[OpenJDK Rasterizer] RFR: Marlin renderer #2

Wed Jun 17 20:43:07 UTC 2015

Hi Laurent,

There were 1 or 2 very minor fixes I suggested in a couple of files that 
you indicated you were going to do, but I didn't see a new webrev.  Is 
there one?  I think the existing array stuff is probably OK and I'll 
look at it again now that I understand the tradeoffs of the current 
design of it, but I wanted to know if there was a newer webrev for me to 
review based on those other minor fixes?

On 6/12/15 5:45 AM, Laurent Bourgès wrote:
>     A general thought - should we have foo_initial arrays if we are
>     getting everything from a cache?
>
> I adopted this approach to maximize performance for the 99% cases: I
> sized properly the initial arrays and they takes ~ 512Kb per
> RendererContext: the ArrayCache (Weak) is only used for extreme cases (a
> bit slower). In march 2013, I started by using the cache for all array
> accesses and it was 30% slower !

Was the 30% back when we were allocating or clearing all of the arrays? 
  Now that we only clear what we use, the initial sizes of the arrays 
shouldn't matter so much.  It would be worth a little extra size 
overhead to not have so many special cases and special handling for the 
"_initial" arrays if the performance is now essentially identical.

> I will look again at these cases: I agree "leaking refs" should be set
> to null to be sure. However, Marlin code is always executing the pattern
> init() / dispose() so leaking pointers are not critical but OK let's set
> all of them to null.
>
> For initial arrays, it seems redundant to set to null in dispose() and
> set to initial in init() = useless and counter-productive !

It gets easier to review and maintain code if there is a clear reset to 
some initial conditions is all.  I would like to try to keep the code as 
simple and straightforward as possible while evaluating algorithmic 
improvements without introducing potential bugs with a lot of special 
case code and then we can worry about the 1%'s later.

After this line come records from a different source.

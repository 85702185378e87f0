//! # Swingletree Gate Core
//!
//! Domain types for the Swingletree gate, the relay that receives CI/build
//! reports and GitHub installation webhooks and forwards them to downstream
//! plugin services.
//!
//! This crate holds everything that does not depend on an HTTP framework:
//!
//! - [`plugin`]: plugin identifiers, raw plugin settings and the loose boolean
//!   coercion applied to them
//! - [`metadata`]: source-control coordinates attached to a report and the
//!   query/header extraction rules
//! - [`envelope`]: the payload forwarded to a plugin
//! - [`message`]: the `{title, detail}` error list used on every failure path
//! - [`installation`]: the GitHub installation event subset forwarded to the
//!   installation service
//!
//! ## Usage
//!
//! ```rust
//! use std::collections::HashMap;
//! use swingletree_gate_core::WebhookMetadata;
//!
//! let query: HashMap<String, String> = [("org", "acme"), ("repo", "gate"), ("sha", "abc")]
//!     .into_iter()
//!     .map(|(k, v)| (k.to_string(), v.to_string()))
//!     .collect();
//!
//! let metadata = WebhookMetadata::extract(&query, &HashMap::new()).unwrap();
//! assert_eq!(metadata.source.owner, "acme");
//! ```

pub mod envelope;
pub mod installation;
pub mod message;
pub mod metadata;
pub mod plugin;

pub use envelope::{collect_forward_headers, ForwardEnvelope};
pub use installation::{InstallationAction, InstallationEvent, InstallationReference};
pub use message::{EmptyMessage, ErrorEntry, ErrorMessage};
pub use metadata::{ScmSource, WebhookMetadata};
pub use plugin::{LooseFlag, PluginConfig, PluginId, PluginSettings};

// ============================================================================
// Errors
// ============================================================================

/// Validation errors for inbound values
#[derive(Debug, Clone, PartialEq, Eq, thiserror::Error)]
pub enum ValidationError {
    #[error("Field '{field}' is required")]
    Required { field: String },

    #[error("Field '{field}' has invalid format: {message}")]
    InvalidFormat { field: String, message: String },

    #[error("Field '{field}' contains invalid characters: {invalid_chars}")]
    InvalidCharacters {
        field: String,
        invalid_chars: String,
    },
}

#[cfg(test)]
#[path = "lib_tests.rs"]
mod tests;
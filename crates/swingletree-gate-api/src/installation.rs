//! GitHub App installation webhooks.
//!
//! `POST /installation` receives GitHub deliveries. `installation` events
//! with action `created` or `deleted` are forwarded to the installation
//! service; everything else is acknowledged and dropped. Forwarding runs in
//! the background so GitHub always gets its answer immediately, and a failed
//! forward is only logged.

use crate::downstream::{DispatchError, DownstreamClient};
use crate::errors::GateError;
use crate::AppState;
use async_trait::async_trait;
use axum::{extract::State, http::HeaderMap, response::Json};
use bytes::Bytes;
use reqwest::Method;
use serde::{Deserialize, Serialize};
use std::sync::Arc;
use swingletree_gate_core::installation::INSTALLATION_EVENT;
use swingletree_gate_core::{InstallationAction, InstallationEvent, InstallationReference};
use tracing::{debug, error, info, instrument, Instrument};

/// Header carrying the GitHub event name
pub const EVENT_HEADER: &str = "x-github-event";

/// Header carrying the GitHub delivery id
pub const DELIVERY_HEADER: &str = "x-github-delivery";

/// Path below the installation service base URL
pub const INSTALLATION_PATH: &str = "/installation";

// ============================================================================
// InstallationNotifier
// ============================================================================

/// Receiver of installation changes.
#[async_trait]
pub trait InstallationNotifier: Send + Sync {
    /// Record a new installation of the app.
    async fn add_installation(&self, reference: &InstallationReference) -> Result<(), DispatchError>;

    /// Forget an installation of the app.
    async fn remove_installation(
        &self,
        reference: &InstallationReference,
    ) -> Result<(), DispatchError>;
}

/// [`InstallationNotifier`] backed by the installation service over HTTP.
#[derive(Debug, Clone)]
pub struct InstallationClient {
    downstream: DownstreamClient,
}

impl InstallationClient {
    pub fn new(http: reqwest::Client, base_url: Option<String>) -> Self {
        Self {
            downstream: DownstreamClient::new(http, base_url, "installation service"),
        }
    }
}

#[async_trait]
impl InstallationNotifier for InstallationClient {
    async fn add_installation(&self, reference: &InstallationReference) -> Result<(), DispatchError> {
        self.downstream
            .send_json(Method::POST, INSTALLATION_PATH, reference)
            .await
    }

    async fn remove_installation(
        &self,
        reference: &InstallationReference,
    ) -> Result<(), DispatchError> {
        self.downstream
            .send_json(Method::DELETE, INSTALLATION_PATH, reference)
            .await
    }
}

// ============================================================================
// Handler
// ============================================================================

/// Acknowledgement returned to GitHub
#[derive(Debug, Clone, Copy, PartialEq, Eq, Serialize, Deserialize)]
pub struct WebhookAck {
    pub ok: bool,
}

/// Handle a GitHub webhook delivery.
#[instrument(skip(state, headers, body), fields(event, delivery))]
pub async fn handle_installation_webhook(
    State(state): State<AppState>,
    headers: HeaderMap,
    body: Bytes,
) -> Result<Json<WebhookAck>, GateError> {
    if let Some(verifier) = &state.github_verifier {
        verifier.verify(&body, &headers)?;
    }

    let event_type = headers
        .get(EVENT_HEADER)
        .and_then(|v| v.to_str().ok())
        .ok_or(GateError::MissingEventHeader)?;

    let span = tracing::Span::current();
    span.record("event", event_type);
    if let Some(delivery) = headers.get(DELIVERY_HEADER).and_then(|v| v.to_str().ok()) {
        span.record("delivery", delivery);
    }

    if event_type != INSTALLATION_EVENT {
        debug!(event = %event_type, "Ignoring GitHub event");
        return Ok(Json(WebhookAck { ok: true }));
    }

    let event = InstallationEvent::from_slice(&body)?;
    let action = event.action();

    match &action {
        InstallationAction::Created | InstallationAction::Deleted => {
            spawn_notification(state.installations.clone(), action, event.reference());
        }
        InstallationAction::Other(other) => {
            debug!(action = %other, "Ignoring installation action");
        }
    }

    Ok(Json(WebhookAck { ok: true }))
}

/// Forward an installation change on a background task.
fn spawn_notification(
    notifier: Arc<dyn InstallationNotifier>,
    action: InstallationAction,
    reference: InstallationReference,
) {
    let task = async move {
        let result = match action {
            InstallationAction::Created => notifier.add_installation(&reference).await,
            InstallationAction::Deleted => notifier.remove_installation(&reference).await,
            InstallationAction::Other(_) => return,
        };

        match result {
            Ok(()) => info!(
                account = %reference.account,
                installation_id = reference.installation_id,
                "Forwarded installation change"
            ),
            Err(e) => error!(
                account = %reference.account,
                installation_id = reference.installation_id,
                error = %e,
                "Failed to forward installation change"
            ),
        }
    };

    tokio::spawn(task.in_current_span());
}

#[cfg(test)]
#[path = "installation_tests.rs"]
mod tests;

Also, we may find moving the code to native to be more of a performance 
improvement than trying to fight with Hotspot's load/store policies and 
so any code that tries to make "slightly more optimal byte codes" would 
end up not being needed and would add some noise to any such native 
conversion.

But, I do agree that technically you are correct about some of these 
suggestions leading to some provably redundant code.  The issue is more 
that constantly having to reprove the redundancies gets in the way of 
some other progress we could be making.

And, on the other hand, right now you are the engineer driving this from 
the workload point of view (and I apologize if I am inadvertently in a 
role that seems to be described as "the engineer getting in the way"), 
so I'm willing to rely on your commitment to be diligent about these 
optimizations.  I'm just stating a case for whether they should be the 
focus yet.

> Sorry it is not a flaw but an advantage: the initial arrays that can
> grow in widenXXXArray() have an odd size as indicated by the comment:
>      // +1 to avoid recycling in Helpers.widenArray()
>      private final int[] edgePtrs_initial  = new int[INITIAL_SMALL_ARRAY
> + 1]; // 4K

I saw that after the fact, but my main point remains that this is a 
fragile inter-module optimization.  I was unaware that it could save us 
30% to have special-cased "initial" arrays, and that fact makes this 
relationship that much more important but I wonder if that is still 
true.  If we ditch the initial arrays because the new "dirty array" 
management removes that performance penalty then this all goes away. 
And, even if we keep the initial array concept it would be nice to find 
a more reliable way to manage that than a side effect of its length.

> I wanted to have a simple but robust API that can be easily used in Marlin.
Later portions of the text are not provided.